Please copy each line below that contains the string "tokio".

## INPUT DATA
================

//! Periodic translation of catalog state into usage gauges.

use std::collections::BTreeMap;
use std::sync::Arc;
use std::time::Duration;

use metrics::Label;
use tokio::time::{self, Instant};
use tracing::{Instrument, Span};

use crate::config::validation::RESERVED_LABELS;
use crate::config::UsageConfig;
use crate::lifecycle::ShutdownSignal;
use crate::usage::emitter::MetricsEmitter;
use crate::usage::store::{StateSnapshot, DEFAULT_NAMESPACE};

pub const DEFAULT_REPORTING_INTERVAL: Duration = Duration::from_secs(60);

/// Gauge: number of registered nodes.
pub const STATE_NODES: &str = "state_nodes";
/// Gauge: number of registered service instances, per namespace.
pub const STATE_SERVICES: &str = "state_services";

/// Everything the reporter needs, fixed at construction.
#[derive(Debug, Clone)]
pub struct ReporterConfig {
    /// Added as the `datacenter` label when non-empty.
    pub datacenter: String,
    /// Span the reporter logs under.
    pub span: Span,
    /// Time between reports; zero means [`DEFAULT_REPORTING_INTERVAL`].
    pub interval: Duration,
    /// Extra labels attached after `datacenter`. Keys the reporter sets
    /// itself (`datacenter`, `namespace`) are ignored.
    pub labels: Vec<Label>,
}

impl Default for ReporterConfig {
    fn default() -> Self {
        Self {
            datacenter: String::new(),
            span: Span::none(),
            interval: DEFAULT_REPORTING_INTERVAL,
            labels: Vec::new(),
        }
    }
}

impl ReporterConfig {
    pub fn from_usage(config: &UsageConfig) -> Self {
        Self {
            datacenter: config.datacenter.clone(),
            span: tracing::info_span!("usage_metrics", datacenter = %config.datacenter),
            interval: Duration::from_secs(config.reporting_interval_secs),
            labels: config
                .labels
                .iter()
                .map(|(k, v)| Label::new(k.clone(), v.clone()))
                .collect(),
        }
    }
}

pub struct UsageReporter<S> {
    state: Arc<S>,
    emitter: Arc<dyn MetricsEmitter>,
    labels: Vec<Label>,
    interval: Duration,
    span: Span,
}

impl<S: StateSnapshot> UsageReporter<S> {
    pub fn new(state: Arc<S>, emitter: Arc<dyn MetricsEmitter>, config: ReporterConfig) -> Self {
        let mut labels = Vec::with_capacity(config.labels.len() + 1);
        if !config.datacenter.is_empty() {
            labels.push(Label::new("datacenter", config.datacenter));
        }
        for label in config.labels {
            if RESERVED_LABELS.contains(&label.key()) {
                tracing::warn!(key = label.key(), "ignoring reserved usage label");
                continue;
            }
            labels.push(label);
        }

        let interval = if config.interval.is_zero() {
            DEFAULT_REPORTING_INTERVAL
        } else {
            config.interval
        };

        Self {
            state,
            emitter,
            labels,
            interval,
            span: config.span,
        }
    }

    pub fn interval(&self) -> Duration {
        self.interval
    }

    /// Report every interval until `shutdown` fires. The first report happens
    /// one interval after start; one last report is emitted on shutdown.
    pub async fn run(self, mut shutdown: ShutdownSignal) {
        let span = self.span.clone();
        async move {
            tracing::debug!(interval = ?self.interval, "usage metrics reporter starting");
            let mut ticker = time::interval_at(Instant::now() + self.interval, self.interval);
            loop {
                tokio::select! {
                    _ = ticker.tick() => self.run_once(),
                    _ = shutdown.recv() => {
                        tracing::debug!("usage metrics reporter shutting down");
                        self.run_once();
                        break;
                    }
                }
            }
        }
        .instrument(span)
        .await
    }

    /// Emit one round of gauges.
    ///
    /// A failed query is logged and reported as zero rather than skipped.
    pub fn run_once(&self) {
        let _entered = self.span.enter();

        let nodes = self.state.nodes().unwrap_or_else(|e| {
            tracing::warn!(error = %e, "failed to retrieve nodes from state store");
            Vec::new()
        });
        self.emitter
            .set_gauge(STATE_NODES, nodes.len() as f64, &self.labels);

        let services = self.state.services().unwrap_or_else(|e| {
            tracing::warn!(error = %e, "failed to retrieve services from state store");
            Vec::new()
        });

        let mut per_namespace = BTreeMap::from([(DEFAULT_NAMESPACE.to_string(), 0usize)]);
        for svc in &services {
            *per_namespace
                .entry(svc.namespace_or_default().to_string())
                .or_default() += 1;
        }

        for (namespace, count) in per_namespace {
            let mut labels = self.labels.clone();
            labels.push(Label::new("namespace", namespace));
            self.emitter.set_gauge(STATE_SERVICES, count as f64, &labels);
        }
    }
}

================

## OUTPUT FOR THIS TASK
use tokio::time::{self, Instant};
                tokio::select! {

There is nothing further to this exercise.